シャワーを浴び終え、タオルで髪をガシガシと乾かしながら、冷蔵庫から缶ビールを取り出す。
––プシッ。
ビールの蓋を開ける音は、いつ聞いても心地良いものよ。
一気に3分の2を飲み干す。
涙が出るのを、炭酸がキツいせいにする。
マナ:はぁ…
床に仰向けで寝転がる。
ふと、壁にかけたコートに目がいく。
マナ:……?
––モゾッ。
マナ:…ん?
––モゾゾッ。
コートのポケットに…何か入ってる…?
恐る恐る、コートに近づく。
––モゾモゾモゾ…
ゆっくり、ポケットの中を覗き込もうとする。
––バッ。
白い物体がポケットからひょこっと出てきた。
マナ:ぎゃあああああ!!!!!
ネズミだと思い、コートをぶん投げる。
コートが床に落ちる。
ネズミはまだポケットで蠢いている。
そして、辺りをキョロキョロと見ながら、ポケットからゆっくり出てきた。
––なんだ、こいつは…。
仕草はネズミやハムスターに似ている。
しかし、耳や尻尾、手足がない。
毛が長く、ふわふわとしている。
全身真っ白。
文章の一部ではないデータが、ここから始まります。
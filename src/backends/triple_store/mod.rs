// Copyright (c) 2025 Steve Wagner (ciroque@live.com)
// SPDX-License-Identifier: MIT

mod blob;
mod memory;

pub use blob::ObjectStorageTripleStoreAdapter;
pub use memory::MemoryTripleStoreAdapter;
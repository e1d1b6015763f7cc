// Copyright (c) 2025 Steve Wagner (ciroque@live.com)
// SPDX-License-Identifier: MIT

use async_trait::async_trait;
use std::collections::HashMap;
use tokio::sync::RwLock;

use crate::errors::PortError;
use crate::traits::{CachePort, CachedData};

#[derive(Default)]
pub struct MemoryCacheAdapter {
    entries: RwLock<HashMap<String, CachedData>>,
}

impl MemoryCacheAdapter {
    pub fn new() -> Self {
        Self::default()
    }
}

#[async_trait]
impl CachePort for MemoryCacheAdapter {
    async fn get(&self, key: &str) -> Result<CachedData, PortError> {
        self.entries
            .read()
            .await
            .get(key)
            .cloned()
            .ok_or_else(|| PortError::not_found(key))
    }

    async fn set(&self, key: &str, data: CachedData) -> Result<(), PortError> {
        self.entries.write().await.insert(key.to_string(), data);
        Ok(())
    }

    async fn delete(&self, key: &str) -> Result<(), PortError> {
        match self.entries.write().await.remove(key) {
            Some(_) => Ok(()),
            None => Err(PortError::not_found(key)),
        }
    }

    async fn exists(&self, key: &str) -> Result<bool, PortError> {
        Ok(self.entries.read().await.contains_key(key))
    }
}
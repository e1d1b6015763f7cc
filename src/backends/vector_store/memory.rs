// Copyright (c) 2025 Steve Wagner (ciroque@live.com)
// SPDX-License-Identifier: MIT

use async_trait::async_trait;
use std::collections::{BTreeMap, HashMap};
use tokio::sync::RwLock;

use crate::errors::PortError;
use crate::traits::{SearchHit, VectorDocument, VectorStorePort};

struct Collection {
    dimension: usize,
    documents: BTreeMap<String, VectorDocument>,
}

impl Collection {
    fn check_dimension(&self, name: &str, vector: &[f32]) -> Result<(), PortError> {
        if vector.len() != self.dimension {
            return Err(PortError::Invalid(format!(
                "collection '{}' expects dimension {}, got {}",
                name,
                self.dimension,
                vector.len()
            )));
        }
        Ok(())
    }
}

/// Brute-force cosine similarity over in-memory collections.
#[derive(Default)]
pub struct MemoryVectorStoreAdapter {
    collections: RwLock<HashMap<String, Collection>>,
}

impl MemoryVectorStoreAdapter {
    pub fn new() -> Self {
        Self::default()
    }
}

fn cosine(a: &[f32], b: &[f32]) -> f32 {
    let dot: f32 = a.iter().zip(b).map(|(x, y)| x * y).sum();
    let norm_a = a.iter().map(|x| x * x).sum::<f32>().sqrt();
    let norm_b = b.iter().map(|x| x * x).sum::<f32>().sqrt();
    if norm_a == 0.0 || norm_b == 0.0 {
        0.0
    } else {
        dot / (norm_a * norm_b)
    }
}

#[async_trait]
impl VectorStorePort for MemoryVectorStoreAdapter {
    async fn ensure_collection(&self, collection: &str, dimension: usize) -> Result<(), PortError> {
        if dimension == 0 {
            return Err(PortError::Invalid("dimension must be positive".to_string()));
        }
        let mut collections = self.collections.write().await;
        match collections.get(collection) {
            Some(existing) if existing.dimension != dimension => Err(PortError::Invalid(format!(
                "collection '{}' already exists with dimension {}",
                collection, existing.dimension
            ))),
            Some(_) => Ok(()),
            None => {
                collections.insert(
                    collection.to_string(),
                    Collection {
                        dimension,
                        documents: BTreeMap::new(),
                    },
                );
                Ok(())
            }
        }
    }

    async fn upsert(&self, collection: &str, documents: Vec<VectorDocument>) -> Result<(), PortError> {
        let mut collections = self.collections.write().await;
        let target = collections
            .get_mut(collection)
            .ok_or_else(|| PortError::not_found(collection))?;
        for document in &documents {
            target.check_dimension(collection, &document.vector)?;
        }
        for document in documents {
            target.documents.insert(document.id.clone(), document);
        }
        Ok(())
    }

    async fn search(
        &self,
        collection: &str,
        vector: &[f32],
        limit: usize,
    ) -> Result<Vec<SearchHit>, PortError> {
        let collections = self.collections.read().await;
        let target = collections
            .get(collection)
            .ok_or_else(|| PortError::not_found(collection))?;
        target.check_dimension(collection, vector)?;

        let mut hits: Vec<SearchHit> = target
            .documents
            .values()
            .map(|d| SearchHit {
                id: d.id.clone(),
                score: cosine(vector, &d.vector),
                payload: d.payload.clone(),
            })
            .collect();
        hits.sort_by(|a, b| b.score.total_cmp(&a.score).then_with(|| a.id.cmp(&b.id)));
        hits.truncate(limit);
        Ok(hits)
    }

    async fn get(&self, collection: &str, id: &str) -> Result<VectorDocument, PortError> {
        let collections = self.collections.read().await;
        collections
            .get(collection)
            .ok_or_else(|| PortError::not_found(collection))?
            .documents
            .get(id)
            .cloned()
            .ok_or_else(|| PortError::not_found(format!("{}/{}", collection, id)))
    }

    async fn delete(&self, collection: &str, ids: &[String]) -> Result<(), PortError> {
        let mut collections = self.collections.write().await;
        let target = collections
            .get_mut(collection)
            .ok_or_else(|| PortError::not_found(collection))?;
        for id in ids {
            target.documents.remove(id);
        }
        Ok(())
    }
}

#[cfg(test)]
mod tests {
    use super::*;
    use serde_json::json;

    fn doc(id: &str, vector: &[f32]) -> VectorDocument {
        VectorDocument {
            id: id.to_string(),
            vector: vector.to_vec(),
            payload: json!({ "id": id }),
        }
    }

    #[tokio::test]
    async fn test_search_orders_by_cosine_similarity() {
        let store = MemoryVectorStoreAdapter::new();
        store.ensure_collection("docs", 2).await.unwrap();
        store
            .upsert(
                "docs",
                vec![doc("x", &[1.0, 0.0]), doc("y", &[0.0, 1.0]), doc("xy", &[1.0, 1.0])],
            )
            .await
            .unwrap();

        let hits = store.search("docs", &[1.0, 0.1], 2).await.unwrap();

        assert_eq!(hits.len(), 2);
        assert_eq!(hits[0].id, "x");
        assert_eq!(hits[1].id, "xy");
        assert!(hits[0].score > hits[1].score);
    }

    #[tokio::test]
    async fn test_dimension_is_enforced() {
        let store = MemoryVectorStoreAdapter::new();
        store.ensure_collection("docs", 3).await.unwrap();

        assert!(store.ensure_collection("docs", 4).await.is_err());
        assert!(store.upsert("docs", vec![doc("a", &[1.0])]).await.is_err());
        assert!(store.search("docs", &[1.0, 2.0], 1).await.is_err());
    }

    #[tokio::test]
    async fn test_get_and_delete() {
        let store = MemoryVectorStoreAdapter::new();
        store.ensure_collection("docs", 1).await.unwrap();
        store.upsert("docs", vec![doc("a", &[1.0])]).await.unwrap();

        assert_eq!(store.get("docs", "a").await.unwrap().payload, json!({"id": "a"}));
        store.delete("docs", &["a".to_string()]).await.unwrap();
        assert!(store.get("docs", "a").await.unwrap_err().is_not_found());
        assert!(store.get("missing", "a").await.unwrap_err().is_not_found());
    }
}
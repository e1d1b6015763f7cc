// Copyright (c) 2025 Steve Wagner (ciroque@live.com)
// SPDX-License-Identifier: MIT

use std::sync::Arc;
use tokio::sync::broadcast;

use crate::errors::PortError;
use crate::traits::BusPort;

pub struct BusService {
    adapter: Arc<dyn BusPort>,
}

impl BusService {
    pub fn new(adapter: Arc<dyn BusPort>) -> Self {
        Self { adapter }
    }

    /// Returns how many subscribers received the message.
    pub async fn publish(&self, topic: &str, payload: Vec<u8>) -> Result<usize, PortError> {
        self.adapter.publish(topic, payload).await
    }

    pub async fn publish_json<T: serde::Serialize + ?Sized>(
        &self,
        topic: &str,
        message: &T,
    ) -> Result<usize, PortError> {
        self.publish(topic, serde_json::to_vec(message)?).await
    }

    pub async fn subscribe(&self, topic: &str) -> Result<broadcast::Receiver<Vec<u8>>, PortError> {
        self.adapter.subscribe(topic).await
    }
}
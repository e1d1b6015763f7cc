// Copyright (c) 2025 Steve Wagner (ciroque@live.com)
// SPDX-License-Identifier: MIT

use std::fmt;
use std::path::PathBuf;
use thiserror::Error;

use crate::errors::PortError;

/// Errors that can occur during module dependency graph validation
#[derive(Debug, Clone, PartialEq)]
pub enum ValidationError {
    /// A circular dependency was detected in the module graph
    CyclicDependency {
        /// The cycle path showing the circular dependency
        cycle: Vec<String>,
    },
    /// A module references a dependency that isn't registered
    UnresolvedDependency {
        /// The module that has the unresolved dependency
        module: String,
        /// The dependency that couldn't be resolved
        missing_dependency: String,
    },
    /// Two module definitions were registered under the same name
    DuplicateModule {
        /// The duplicate module name
        module: String,
    },
}

impl fmt::Display for ValidationError {
    fn fmt(&self, f: &mut fmt::Formatter<'_>) -> fmt::Result {
        match self {
            ValidationError::CyclicDependency { cycle } => {
                write!(f, "Cyclic dependency detected: {}", cycle.join(" -> "))
            }
            ValidationError::UnresolvedDependency {
                module,
                missing_dependency,
            } => {
                write!(
                    f,
                    "Module '{}' depends on '{}' which does not exist",
                    module, missing_dependency
                )
            }
            ValidationError::DuplicateModule { module } => {
                write!(f, "Duplicate module name: '{}'", module)
            }
        }
    }
}

impl std::error::Error for ValidationError {}

/// Errors raised while reading, templating and parsing the engine configuration.
#[derive(Error, Debug)]
pub enum ConfigError {
    #[error("Configuration file not found (searched: {})", searched.join(", "))]
    NotFound { searched: Vec<String> },

    #[error("Failed to read configuration file {path}: {source}")]
    Read {
        path: PathBuf,
        #[source]
        source: std::io::Error,
    },

    /// Malformed YAML.
    #[error("Failed to parse configuration: {0}")]
    Parse(#[source] serde_yaml::Error),

    /// Well-formed YAML that does not match the schema (unknown field,
    /// unknown adapter discriminator, wrong type).
    #[error("Invalid configuration: {0}")]
    Schema(String),

    /// A secret adapter failed while templating the document.
    #[error("Secret resolution failed: {0}")]
    Secret(#[source] PortError),

    #[error("Failed to render configuration: {0}")]
    Render(String),
}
雪のようだ。
クリクリでうるうるの目が2つ。
口は…ωな形。
なんとなく、アザラシの赤ちゃんに似てる。
マナ:な、なにもの…?
謎の生物:…んきゅ。
マナ:鳴き声かわいいな、おい。
謎の生物:んっきゅ!
マナ:どこからきたの?迷子?
謎の生物:んー…きゅ!
マナ:んー!わからん!
とりあえず、スマホで「白い」「ふわふわ」「謎」で検索してみる。
マナ:…ケサランパサラン?
確かに、見えなくもない。
説明文には、「幸運を運ぶ」と書いてある。
マナ:うわぁ…神様も私を憐れんでるのかな…
謎の生物:んっきゅ!
マナ:…返事したの?そうだよ!って?
謎の生物:ぷきゅ。
マナ:…はぁ。ごめんね、私、今やさぐれてるから。窓開けとくから、好きに出ていきな。
窓を開ける。
寒い空気が、一気に部屋を包み込む。
マナ:…さむさむさむっ。
おつまみのイカソーメンを開けたばかりだが寒さに耐えきれず、ビールを一気に飲み干し急いで歯を磨いてベッドに潜り込む。
謎の生物:…んきゅ。
白いふわふわが、顔の前に現れた。
マナ:…君のおかげで、少し気が紛れたよ。ありがとね。
ふわふわを撫でる。
触り心地は、毛の長いハムスターのようだ。
平らになるし、ちょっと伸びる。
謎の生物:ぷきゅきゅ…
ちょっと気持ち良さそう。
マナ:…窓はあっちだよ。私は寝るから、好きに出ていきな〜。
そして、ふわふわを見届けることなく、そのまま寝落ちしてしまった。